I have 4 columns in a dataframe, they are:
id external_id value description
Exemple table:
| ID | external_id | value | description |
|---|---|---|---|
| 1 | 65 | Pendent | Account Onboarding All iN |
| 1 | 65 | Lais | Gestor |
| 2 | 93 | Maria | Account Onboarding All iN |
| 3 | 454 | Renan | Gestor |
| 4 | 535 | Osiris | Modelo de negocio |
| 5 | 999 | Togo | Account Onboarding All iN |
| 6 | 25 | João | Gestor |
| 7 | 85 | Lima | Account CS SM |
| 8 | 22 | Teixeira | Account Onboarding SM |
I need to turn the descripton lines into columns and the value would be its respective value.

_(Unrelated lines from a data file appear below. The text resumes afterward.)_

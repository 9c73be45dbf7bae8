//! Property-based tests using proptest.

use crate::board::search::{HistoryTable, KillerTable};
use crate::board::{Board, Color, Move, Piece, Square};
use proptest::prelude::*;
use rand::rngs::StdRng;
use rand::{Rng, SeedableRng};

/// Strategy to generate a random legal move sequence length
fn move_count_strategy() -> impl Strategy<Value = usize> {
    1..=30usize
}

/// Strategy to generate a random seed for move selection
fn seed_strategy() -> impl Strategy<Value = u64> {
    any::<u64>()
}

/// Play up to `num_moves` random legal moves from the start position.
fn random_game(seed: u64, num_moves: usize) -> Vec<Board> {
    let mut rng = StdRng::seed_from_u64(seed);
    let mut positions = vec![Board::new()];
    for _ in 0..num_moves {
        let Some(&board) = positions.last() else { break };
        let moves = board.generate_moves();
        if moves.is_empty() {
            break;
        }
        let mv = moves[rng.gen_range(0..moves.len())];
        positions.push(board.apply_move(mv));
    }
    positions
}

fn square_strategy() -> impl Strategy<Value = Square> {
    (0..64u8).prop_map(Square::from_index)
}

proptest! {
    /// Property: applying a move never modifies the source position
    #[test]
    fn prop_apply_move_is_pure(seed in seed_strategy(), num_moves in move_count_strategy()) {
        for board in random_game(seed, num_moves) {
            let snapshot = board;
            for &mv in &board.generate_moves() {
                let _ = board.apply_move(mv);
            }
            prop_assert_eq!(board, snapshot);
        }
    }

    /// Property: hash is always consistent with recomputed hash
    #[test]
    fn prop_hash_consistency(seed in seed_strategy(), num_moves in move_count_strategy()) {
        for board in random_game(seed, num_moves) {
            prop_assert_eq!(board.hash(), board.calculate_hash());
            prop_assert!(board.is_consistent());
        }
    }

    /// Property: FEN round-trip preserves position
    #[test]
    fn prop_fen_roundtrip(seed in seed_strategy(), num_moves in move_count_strategy()) {
        for board in random_game(seed, num_moves) {
            let restored = Board::from_fen(&board.to_fen());
            prop_assert_eq!(restored, board);
        }
    }

    /// Property: legal moves never leave the mover's king attacked
    #[test]
    fn prop_legal_moves_are_legal(seed in seed_strategy(), num_moves in move_count_strategy()) {
        for board in random_game(seed, num_moves) {
            let us = board.side_to_move();
            for &mv in &board.generate_moves() {
                let after = board.apply_move(mv);
                let king = after.king_square(us);
                prop_assert!(king.is_some());
                if let Some(king) = king {
                    prop_assert!(!after.is_square_attacked(king, us.opponent()),
                        "Legal move left king in check: {:?} in {}", mv, board.to_fen());
                }
            }
        }
    }

    /// Property: captures mode is exactly the tactical subset of the full list
    #[test]
    fn prop_captures_are_tactical_subset(seed in seed_strategy(), num_moves in move_count_strategy()) {
        for board in random_game(seed, num_moves) {
            let all = board.generate_moves();
            let captures = board.generate_captures();
            let expected = all.iter().filter(|m| !m.is_quiet()).count();
            prop_assert_eq!(captures.len(), expected);
            for &mv in &captures {
                prop_assert!(all.contains(mv));
            }
        }
    }

    /// Property: encoding and decoding preserve every field
    #[test]
    fn prop_move_fields_survive_encoding(
        from in square_strategy(),
        to in square_strategy(),
        piece in 0..6usize,
        captured in proptest::option::of(0..5usize),
        promotion in proptest::option::of(1..5usize),
    ) {
        let mut mv = Move::new(from, to, Piece::ALL[piece]);
        if let Some(victim) = captured {
            mv = mv.with_capture(Piece::ALL[victim]);
        }
        if let Some(promo) = promotion {
            mv = mv.with_promotion(Piece::ALL[promo]);
        }
        let fields = mv.decode();
        prop_assert_eq!(fields.from, from);
        prop_assert_eq!(fields.to, to);
        prop_assert_eq!(fields.piece, Piece::ALL[piece]);
        prop_assert_eq!(fields.captured, captured.map(|v| Piece::ALL[v]));
        prop_assert_eq!(fields.promotion, promotion.map(|p| Piece::ALL[p]));
        prop_assert_eq!(Move::encode(fields), mv);
    }

    // ========================================================================
    // Move Ordering Property Tests
    // ========================================================================

    /// Property: killer moves are preserved after update
    #[test]
    fn prop_killer_preserves_moves(
        ply in 0..100usize,
        from1 in square_strategy(),
        to1 in square_strategy(),
        from2 in square_strategy(),
        to2 in square_strategy(),
    ) {
        let mut table = KillerTable::new();
        let mv1 = Move::new(from1, to1, Piece::Knight);
        let mv2 = Move::new(from2, to2, Piece::Bishop);

        table.update(ply, mv1);
        prop_assert_eq!(table.primary(ply), mv1);

        table.update(ply, mv2);
        prop_assert_eq!(table.primary(ply), mv2);
        prop_assert_eq!(table.secondary(ply), mv1);

        // Re-recording the primary does not push it into the secondary slot.
        table.update(ply, mv2);
        prop_assert_eq!(table.secondary(ply), mv1);
    }

    /// Property: history scores grow monotonically and stay below the killer scores
    #[test]
    fn prop_history_bounded(
        to in square_strategy(),
        depth in 1..64i32,
        num_updates in 1..200usize
    ) {
        let mut table = HistoryTable::new();
        let mut last = 0;
        for _ in 0..num_updates {
            table.update(Color::White, Piece::Knight, to, depth * depth);
            let score = table.score(Color::White, Piece::Knight, to);
            prop_assert!(score >= last);
            prop_assert!(score <= 50_000);
            last = score;
        }
        prop_assert_eq!(table.score(Color::Black, Piece::Knight, to), 0);
    }

    // ========================================================================
    // Evaluation Property Tests
    // ========================================================================

    /// Property: evaluation is bounded and flips sign with a null move
    #[test]
    fn prop_eval_bounded(seed in seed_strategy(), num_moves in move_count_strategy()) {
        for board in random_game(seed, num_moves) {
            let eval = board.evaluate();
            prop_assert!(eval.abs() < 10_000, "Evaluation {} is unreasonably large", eval);
            prop_assert_eq!(board.make_null_move().evaluate(), -eval);
        }
    }

    // ========================================================================
    // Transposition Table Property Tests
    // ========================================================================

    /// Property: TT stores and retrieves correct data
    #[test]
    fn prop_tt_store_retrieve(
        hash in any::<u64>(),
        depth in 0..100u32,
        score in -60_000..60_000i32
    ) {
        use crate::tt::{BoundType, TranspositionTable};

        let mut tt = TranspositionTable::with_entries(1024);
        tt.store(hash, depth, score, BoundType::Exact, None);

        let entry = tt.probe(hash);
        prop_assert!(entry.is_some());
        if let Some(entry) = entry {
            prop_assert_eq!(entry.depth(), depth);
            prop_assert_eq!(entry.score(), score);
            prop_assert_eq!(entry.bound_type(), BoundType::Exact);
        }
        prop_assert!(tt.probe(hash ^ 1).is_none());
    }
}
//! Move ordering utilities for search.

use super::super::{Move, Piece};
use super::constants::TACTICAL_BASE_SCORE;

/// Get material value for a piece (in centipawns), for MVV-LVA
pub fn piece_value(piece: Piece) -> i32 {
    match piece {
        Piece::Pawn => 100,
        Piece::Knight => 320,
        Piece::Bishop => 330,
        Piece::Rook => 500,
        Piece::Queen => 900,
        Piece::King => 1000,
    }
}

/// Ordering bonus for the promotion piece
pub fn promotion_bonus(piece: Piece) -> i32 {
    match piece {
        Piece::Queen => 800,
        Piece::Rook => 400,
        Piece::Bishop => 250,
        Piece::Knight => 200,
        Piece::Pawn | Piece::King => 0,
    }
}

/// Score for a capture or promotion: victim minus attacker, plus the promotion bonus.
pub fn tactical_score(mv: Move) -> i32 {
    let victim = mv.captured().map_or(0, piece_value);
    let mvv_lva = if mv.is_capture() {
        victim - piece_value(mv.piece())
    } else {
        0
    };
    TACTICAL_BASE_SCORE + mvv_lva + mv.promotion().map_or(0, promotion_bonus)
}
use std::str::FromStr;

use super::error::FenError;
use super::{Board, CastlingRights, Color, Piece, Square};

/// FEN of the standard starting position.
pub const START_FEN: &str = "rnbqkbnr/pppppppp/8/8/8/8/PPPPPPPP/RNBQKBNR w KQkq - 0 1";

impl Board {
    /// Parse a board position from FEN notation.
    ///
    /// Only the placement, side, castling and en passant fields are used; the move
    /// counters are accepted and ignored. Returns an error if the FEN string is invalid.
    pub fn try_from_fen(fen: &str) -> Result<Self, FenError> {
        let mut board = Board::empty();
        let parts: Vec<&str> = fen.split_whitespace().collect();

        if parts.len() < 4 {
            return Err(FenError::TooFewParts { found: parts.len() });
        }

        // Parse piece placement
        let ranks: Vec<&str> = parts[0].split('/').collect();
        if ranks.len() != 8 {
            return Err(FenError::InvalidRankCount { found: ranks.len() });
        }
        for (rank_idx, rank_str) in ranks.iter().enumerate() {
            let rank = 7 - rank_idx as u8;
            let mut file = 0usize;
            for c in rank_str.chars() {
                if let Some(skip) = c.to_digit(10) {
                    file += skip as usize;
                    continue;
                }
                let piece = Piece::from_char(c).ok_or(FenError::InvalidPiece { char: c })?;
                let color = if c.is_ascii_uppercase() {
                    Color::White
                } else {
                    Color::Black
                };
                let sq = u8::try_from(file)
                    .ok()
                    .and_then(|f| Square::new(rank, f))
                    .ok_or(FenError::InvalidFileCount {
                        rank: rank_idx,
                        files: file + 1,
                    })?;
                if piece == Piece::Pawn && (rank == 0 || rank == 7) {
                    return Err(FenError::PawnOnBackRank {
                        square: sq.to_string(),
                    });
                }
                board.put(sq, color, piece);
                file += 1;
            }
            if file != 8 {
                return Err(FenError::InvalidFileCount {
                    rank: rank_idx,
                    files: file,
                });
            }
        }

        // Parse side to move
        board.side_to_move = match parts[1] {
            "w" => Color::White,
            "b" => Color::Black,
            other => {
                return Err(FenError::InvalidSideToMove {
                    found: other.to_string(),
                })
            }
        };

        // Parse castling rights
        let mut rights = CastlingRights::none();
        if parts[2] != "-" {
            for c in parts[2].chars() {
                match c {
                    'K' => rights.set(Color::White, true),
                    'Q' => rights.set(Color::White, false),
                    'k' => rights.set(Color::Black, true),
                    'q' => rights.set(Color::Black, false),
                    _ => return Err(FenError::InvalidCastling { char: c }),
                }
            }
        }
        board.castling_rights = rights;

        // Parse en passant target; it sits behind the pawn the opponent just pushed
        let ep_rank = match board.side_to_move {
            Color::White => 5,
            Color::Black => 2,
        };
        board.en_passant_target = match parts[3] {
            "-" => None,
            text => match text.parse::<Square>() {
                Ok(sq) if sq.rank() == ep_rank => Some(sq),
                _ => {
                    return Err(FenError::InvalidEnPassant {
                        found: text.to_string(),
                    })
                }
            },
        };

        board.hash = board.calculate_hash();
        Ok(board)
    }

    /// Parse a board position from FEN notation.
    ///
    /// # Panics
    /// Panics if the FEN string is invalid. Use `try_from_fen` for fallible parsing.
    #[must_use]
    pub fn from_fen(fen: &str) -> Self {
        match Self::try_from_fen(fen) {
            Ok(board) => board,
            Err(err) => panic!("Invalid FEN string '{fen}': {err}"),
        }
    }

    /// Convert the board position to FEN notation (counters are written as `0 1`).
    #[must_use]
    pub fn to_fen(&self) -> String {
        let mut rows: Vec<String> = Vec::with_capacity(8);
        for rank in (0..8).rev() {
            let mut row = String::new();
            let mut empty = 0;
            for file in 0..8 {
                let piece = Square::new(rank, file).and_then(|sq| self.piece_at(sq));
                if let Some((color, piece)) = piece {
                    if empty > 0 {
                        row.push_str(&empty.to_string());
                        empty = 0;
                    }
                    row.push(piece.to_fen_char(color));
                } else {
                    empty += 1;
                }
            }
            if empty > 0 {
                row.push_str(&empty.to_string());
            }
            rows.push(row);
        }

        let active = if self.white_to_move() { "w" } else { "b" };
        let ep = self
            .en_passant_target
            .map_or_else(|| "-".to_string(), |sq| sq.to_string());

        format!(
            "{} {} {} {} 0 1",
            rows.join("/"),
            active,
            self.castling_rights,
            ep
        )
    }
}

impl FromStr for Board {
    type Err = FenError;

    fn from_str(s: &str) -> Result<Self, Self::Err> {
        Board::try_from_fen(s)
    }
}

In general, I need to create a filter that creates the columns below, when it matches description:
Account Onboarding All iN
Account Onboarding SM
Account CS All iN"
Account CS SM
Account Operacional All iN
Gestor
Natureza
Modelo de negocio
Vertical
Each description above needs to become a column and if it exists the record will come from the value column.
Expected output:
| id | external_id | Account Onboarding All iN | Account Onboarding SM | Account CS All iN | Account CS SM | Account Operacional All iN | Gestor | Natureza | Modelo de negocio | Vertical |
|---|---|---|---|---|---|---|---|---|---|---|
| 1 | 65 | Pendent | None | None | None | None | Lais | None | None | None |
| 2 | 93 | Maria | None | None | None | None | None | None | None | None |
| 3 | 454 | None | None | None | None | None | Renan | None | None | None |
| 4 | 535 | None | None | None | None | None | None | None | Osiris | None |
| 5 | 999 | Togo | None | None | None | None | None | None | None | None |
| 6 | 25 | None | None | None | None | None | João | None | None | None |
| 7 | 85 | None | None | None | Lima | None | None | None | None | None |
| 8 | 22 | None | Teixeira | None | None | None | None | None | None | None |
One note is that if the ID is the same, the results should be on the same line.
How can I do this?
df.pivot(index=['ID', 'external_id'], columns='description', values='value')?